As the argument continued, Christie told Collinsgru: "I don't know how many times you can stand up there and give a speech and be wrong and continue to keep the microphone in your hands."
The governor came Tuesday to South River, which was heavily damaged by Hurricane Sandy, to talk about the state's recovery from the storm. He repeated his message that federal bureaucracy has slowed the recovery process and said his administration had focused on directing aid to low-income storm victims.
Christie has faced added recent scrutiny of the state's handling of Sandy aid, following the quiet firing of the contractor paid to set up the main homeowner relief program, as well as allegations that administration officials tied aid to approval of a redevelopment deal in Hoboken. Officials have denied those claims.
Christie said Tuesday that the Reconstruction, Rehabilitation, Elevation and Mitigation program (RREM) - much maligned by homeowners - was "continuing to improve every day" and that the state had been retraining and hiring new workers.
While fielding questions, Christie blamed the state Legislature for a dispute with Tesla. The state Motor Vehicle Commission blocked the electric-car maker from selling directly to buyers, rather than through dealers. The company said the state changed its rules to bar its business model.
Christie said Tuesday that a state law barred the company's model. He said that he had "no problem" with the approach, but that the Legislature has to change the law first.
One man asked Christie whether he could expedite efforts by State Sens.
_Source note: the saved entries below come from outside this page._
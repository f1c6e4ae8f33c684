// SPDX-License-Identifier: MPL-2.0
//! Gesture classification state machine.
//!
//! Phases move `Idle → SinglePointer → MultiPointer → Idle`. The
//! `SinglePointer → MultiPointer` edge mid-gesture *rebases* the pinch
//! baseline (a fresh touch set, inter-finger distance, and reference
//! scale) so the zoom does not jump when a second finger lands late.
//! Dropping back to one finger returns to `SinglePointer`; a later second
//! finger rebases again.

use crate::geometry::{scales_are_equal, FitParams, Viewport};
use crate::gesture::{touch_distance, GestureSample};
use iced_core::{Point, Size};

/// Classification phase of the current gesture.
#[derive(Debug, Clone, Copy, PartialEq, Eq)]
pub enum GesturePhase {
    Idle,
    SinglePointer,
    MultiPointer,
}

/// Per-sample context the session hands to [`GestureInterpreter::on_move`].
#[derive(Debug, Clone, Copy)]
pub struct MoveContext {
    /// Scale the focused image currently renders at.
    pub current_scale: f32,
    /// Rest-state geometry of the focused image.
    pub fit: FitParams,
    /// Natural size of the focused image, if resolved.
    pub image_size: Option<Size>,
    pub viewport: Viewport,
    pub pinch_enabled: bool,
    pub swipe_close_enabled: bool,
    /// Zoom ceiling as a multiple of the fit scale; `None` is unbounded.
    pub max_scale: Option<f32>,
    /// Whether a dismiss drag is already in progress.
    pub dismiss_active: bool,
}

/// What one move sample is allowed to do to the viewer state.
#[derive(Debug, Clone, Copy, Default, PartialEq)]
pub struct GestureUpdate {
    /// Apply the sample's dx to translate-x.
    pub pan_x: bool,
    /// Apply the sample's dy to translate-y (vertical overflow to pan
    /// through, or a dismiss drag tracking the finger).
    pub pan_y: bool,
    /// Route the sample's dy to the dismiss controller.
    pub dismiss_drag: bool,
    /// Clamped pinch candidate scale, when this sample pinches.
    pub pinch_scale: Option<f32>,
}

/// Classifies touch samples into pan/pinch updates.
///
/// Owns the pinch baseline (initial touches, inter-finger distance,
/// reference scale) and the transient zoomed flag the host uses to
/// suppress chrome while an image is pinched above its fit scale.
#[derive(Debug, Clone)]
pub struct GestureInterpreter {
    phase: GesturePhase,
    initial_touches: Vec<Point>,
    reference_scale: f32,
    zoomed: bool,
}

impl Default for GestureInterpreter {
    fn default() -> Self {
        Self::new()
    }
}

impl GestureInterpreter {
    #[must_use]
    pub fn new() -> Self {
        Self {
            phase: GesturePhase::Idle,
            initial_touches: Vec::new(),
            reference_scale: 1.0,
            zoomed: false,
        }
    }

    /// Begins a gesture, capturing the pinch baseline at the current scale.
    pub fn on_start(&mut self, touches: &[Point], current_scale: f32) {
        self.rebase(touches, current_scale);
        self.phase = if touches.len() >= 2 {
            GesturePhase::MultiPointer
        } else {
            GesturePhase::SinglePointer
        };
    }

    /// Classifies one move sample.
    ///
    /// Returns the default (all-noop) update when no gesture is active;
    /// a stray move without a start is ignored rather than an error.
    pub fn on_move(&mut self, sample: &GestureSample, ctx: &MoveContext) -> GestureUpdate {
        if self.phase == GesturePhase::Idle {
            return GestureUpdate::default();
        }

        // A second finger landing mid-gesture rebases the baseline so the
        // pinch ratio starts from 1 at the current scale.
        if self.phase == GesturePhase::SinglePointer && sample.touches.len() >= 2 {
            self.rebase(&sample.touches, ctx.current_scale);
            self.phase = GesturePhase::MultiPointer;
        } else if self.phase == GesturePhase::MultiPointer && sample.touches.len() < 2 {
            self.rebase(&sample.touches, ctx.current_scale);
            self.phase = GesturePhase::SinglePointer;
        }

        let mut update = GestureUpdate {
            pan_x: !scales_are_equal(ctx.current_scale, ctx.fit.scale),
            ..GestureUpdate::default()
        };

        let scaled_height = ctx
            .image_size
            .map(|size| size.height * ctx.current_scale)
            .unwrap_or(0.0);
        let fit_height = ctx
            .image_size
            .map(|size| size.height * ctx.fit.scale)
            .unwrap_or(0.0);

        // Vertical pan needs overflow to pan through, unless a dismiss
        // drag already owns the axis.
        update.pan_y = scaled_height > ctx.viewport.height || ctx.dismiss_active;

        update.dismiss_drag = ctx.swipe_close_enabled
            && scales_are_equal(ctx.current_scale, ctx.fit.scale)
            && ctx.image_size.is_some()
            && fit_height < ctx.viewport.height;

        update.pinch_scale = self.pinch_candidate(sample, ctx);
        if let Some(scale) = update.pinch_scale {
            if !scales_are_equal(scale, ctx.fit.scale) {
                self.zoomed = true;
            }
        }

        update
    }

    /// Ends the gesture: scale snaps back to fit (the session applies it),
    /// the zoomed flag and baseline are cleared.
    pub fn on_release(&mut self) {
        self.phase = GesturePhase::Idle;
        self.initial_touches.clear();
        self.zoomed = false;
    }

    /// Whether the focused image is pinched above its fit scale.
    #[must_use]
    pub fn is_zoomed(&self) -> bool {
        self.zoomed
    }

    #[must_use]
    pub fn phase(&self) -> GesturePhase {
        self.phase
    }

    /// Scale captured at gesture or rebase start; pinch ratios anchor here.
    #[must_use]
    pub fn reference_scale(&self) -> f32 {
        self.reference_scale
    }

    fn rebase(&mut self, touches: &[Point], current_scale: f32) {
        self.initial_touches = touches.to_vec();
        self.reference_scale = current_scale;
    }

    fn pinch_candidate(&self, sample: &GestureSample, ctx: &MoveContext) -> Option<f32> {
        if !ctx.pinch_enabled || sample.touches.len() < 2 {
            return None;
        }

        // Coincident fingers make the ratio undefined; skip this sample
        // and resume on the next one.
        let initial_distance = touch_distance(&self.initial_touches);
        if initial_distance == 0.0 {
            return None;
        }
        let current_distance = touch_distance(&sample.touches);
        if current_distance == 0.0 {
            return None;
        }

        let ratio = current_distance / initial_distance;
        let mut candidate = ratio * self.reference_scale;

        if candidate < ctx.fit.scale {
            candidate = ctx.fit.scale;
        }
        if let Some(max) = ctx.max_scale {
            candidate = candidate.min(max * ctx.fit.scale);
        }

        Some(candidate)
    }
}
Samuel Thompson (R., Middlesex) and Ron Rice (D., Essex) to prompt the legislative panel probing the George Washington Bridge lane closures to investigate possible abuses of power in Newark.
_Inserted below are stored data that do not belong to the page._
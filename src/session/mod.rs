// SPDX-License-Identifier: MPL-2.0
//! The viewer session orchestrator.
//!
//! A [`ViewerSession`] owns the state of one "open" lifecycle: the image
//! sequence, the focused index, the focused image's transform, dismiss
//! progress, and the fit-geometry cache. The host drives it with gesture,
//! scroll, viewport, and size-resolution events, reads transforms back,
//! and drains an explicit queue of [`HostRequest`]s for everything the
//! engine cannot do itself (seeking the pager, scheduling timers,
//! resolving sizes, closing).
//!
//! All entry points are synchronous and run on the host's event thread;
//! the only asynchronous collaborator is size resolution, reconciled by
//! session generation so stale results are discarded instead of applied
//! to a newer lifecycle.

use crate::config::{ViewerConfig, FREEZE_SCROLL_DISTANCE};
use crate::dismiss::{DismissController, DismissOutcome, DismissProgress};
use crate::geometry::{self, FitParams, Viewport};
use crate::gesture::{GestureInterpreter, GesturePhase, GestureSample, MoveContext};
use crate::media::{ImageDescriptor, ImageEntry, SizeRequest, SizeResult};
use crate::paging::PagingController;
use crate::transform::{self, TransformState};
use iced_core::{Color, Vector};
use std::time::Duration;

mod glide;

pub use glide::GlideTimer;

/// Side effects the host executes on the engine's behalf. Drained with
/// [`ViewerSession::take_requests`]; the engine only hands out target
/// values and durations, never runs animations or timers itself.
#[derive(Debug, Clone, PartialEq)]
pub enum HostRequest {
    /// Seek the pager to an index. `deferred` asks the host to re-issue
    /// the seek on the next scheduling tick; same-tick seeks are dropped
    /// by some paging hosts right after a relayout.
    SeekTo {
        index: usize,
        animated: bool,
        deferred: bool,
    },
    /// Resolve natural sizes for these entries; results come back through
    /// [`ViewerSession::apply_size_results`] tagged with `generation`.
    ResolveSizes {
        generation: u64,
        requests: Vec<SizeRequest>,
    },
    /// Schedule a glide (auto-advance) firing after `delay`, echoing
    /// `token` into [`ViewerSession::on_glide_fired`].
    ScheduleGlide { token: u64, delay: Duration },
    /// Animate the focused image's translate-y to `target_y` over
    /// `duration`: the fling-out trajectory of a committed dismiss.
    Dismiss { target_y: f32, duration: Duration },
    /// Tear down the overlay. Follows a committed dismiss.
    Close,
}

/// What the host needs to draw one image.
#[derive(Debug, Clone, Copy, PartialEq)]
pub struct RenderParams {
    pub scale: f32,
    pub translate: Vector,
    /// Zero while the entry's size is unresolved or errored, so
    /// placeholders never flash mis-sized pixels.
    pub opacity: f32,
}

/// Orchestrates gesture, dismiss, and paging state for one viewer overlay.
#[derive(Debug)]
pub struct ViewerSession {
    config: ViewerConfig,
    generation: u64,
    visible: bool,
    viewport: Viewport,
    entries: Vec<ImageEntry>,
    fit_cache: Vec<FitParams>,
    current_index: usize,
    transform: TransformState,
    gesture_origin: Vector,
    interpreter: GestureInterpreter,
    dismiss: DismissController,
    paging: PagingController,
    glide: GlideTimer,
    scroll_enabled: bool,
    requests: Vec<HostRequest>,
}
Christie told the man he could not. "Whatever Assemblyman [John] Wisniewski wants to spend his time on is, as we've seen, completely up to him," Christie said, referring to the Democrat leading the panel.
In response to a question from a mother whose 14-year-old daughter is in the state's medical-marijuana program, Christie suggested he was willing to consider changes to the program.
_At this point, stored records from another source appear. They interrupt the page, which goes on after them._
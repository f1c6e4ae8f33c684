// SPDX-License-Identifier: MPL-2.0
//! Transform state for the focused image.
//!
//! A [`TransformState`] is a plain snapshot of {scale, translate}; the
//! session replaces it wholesale as gestures progress, and the rendering
//! host interpolates toward it. Animation timing never lives here.
//!
//! The clamp math keeps a panned image inside its legal translate range:
//! a zoomed image may be dragged edge-to-edge but never off-screen, and an
//! axis without overflow snaps back to center.

use crate::geometry::{scales_are_equal, FitParams, Viewport};
use iced_core::{Size, Vector};

/// Scale and translate of the currently focused image.
///
/// Invariant: `scale` never drops below the image's fit scale; the pinch
/// floor in the gesture interpreter and the reset paths in the session
/// both maintain this.
#[derive(Debug, Clone, Copy, PartialEq)]
pub struct TransformState {
    pub scale: f32,
    pub translate: Vector,
}

impl TransformState {
    /// Creates the rest-state transform for an image's fit geometry.
    #[must_use]
    pub fn from_fit(fit: &FitParams) -> Self {
        Self {
            scale: fit.scale,
            translate: fit.translate,
        }
    }

    /// Returns whether the image currently sits at its fit scale.
    #[must_use]
    pub fn is_at_fit(&self, fit: &FitParams) -> bool {
        scales_are_equal(self.scale, fit.scale)
    }

    /// Returns the image size after applying the current scale.
    #[must_use]
    pub fn scaled_size(&self, image: Size) -> Size {
        Size::new(image.width * self.scale, image.height * self.scale)
    }
}

impl Default for TransformState {
    fn default() -> Self {
        Self::from_fit(&FitParams::not_ready())
    }
}

/// Clamps a candidate translate to the legal range for the given scale.
///
/// Per axis: if the scaled image overflows the viewport, the translate may
/// range from "far edge flush" to "near edge flush"; otherwise the axis
/// recenters, so a pan can never strand a small image off to one side.
#[must_use]
pub fn clamp_translate(
    candidate: Vector,
    scale: f32,
    image: Size,
    viewport: Viewport,
) -> Vector {
    Vector::new(
        clamp_axis(candidate.x, image.width * scale, viewport.width),
        clamp_axis(candidate.y, image.height * scale, viewport.height),
    )
}

fn clamp_axis(candidate: f32, scaled: f32, screen: f32) -> f32 {
    if scaled <= screen {
        (screen - scaled) / 2.0
    } else {
        candidate.clamp(screen - scaled, 0.0)
    }
}

/// Rescales a transform around the viewport-centered image midpoint.
///
/// Keeping the image's visual center fixed while the scale changes is what
/// makes a pinch feel anchored instead of drifting toward the top-left
/// corner of the scaled-space model.
#[must_use]
pub fn rescale_about_center(transform: &TransformState, new_scale: f32, image: Size) -> Vector {
    let old = transform.scaled_size(image);
    Vector::new(
        transform.translate.x + (old.width - image.width * new_scale) / 2.0,
        transform.translate.y + (old.height - image.height * new_scale) / 2.0,
    )
}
Instructing Tina DeSilvio of Franklinville to address her concerns to lawmakers, Christie said: "What I'm not willing to do is legalize it or permit recreational use. . . . Am I willing to make changes as we learn about ways it's not helping? I did that last summer," referring to his decision to allow children into the program to obtain medical marijuana.
One man asked Christie about his political image.
"How do you perceive yourself, as a conservative or a moderate?" asked Emery Spirko, 79, of South River.
"How do you perceive me?" Christie asked.
"Moderate," Spirko said.
"That's the beauty of me. Everybody looks at me and sees something different," Christie said, describing himself as a "commonsense conservative," willing to compromise. "My job as governor is to make things work."
After the meeting, Spirko said that Christie had "confused" him - "sometimes I look at him as a conservative, sometimes a moderate" - but that he was satisfied with the governor's answer.
Spirko, who called himself an independent who leans conservative, said he admired Christie for "coming to these town meetings and getting a lot of abuse. I couldn't take it."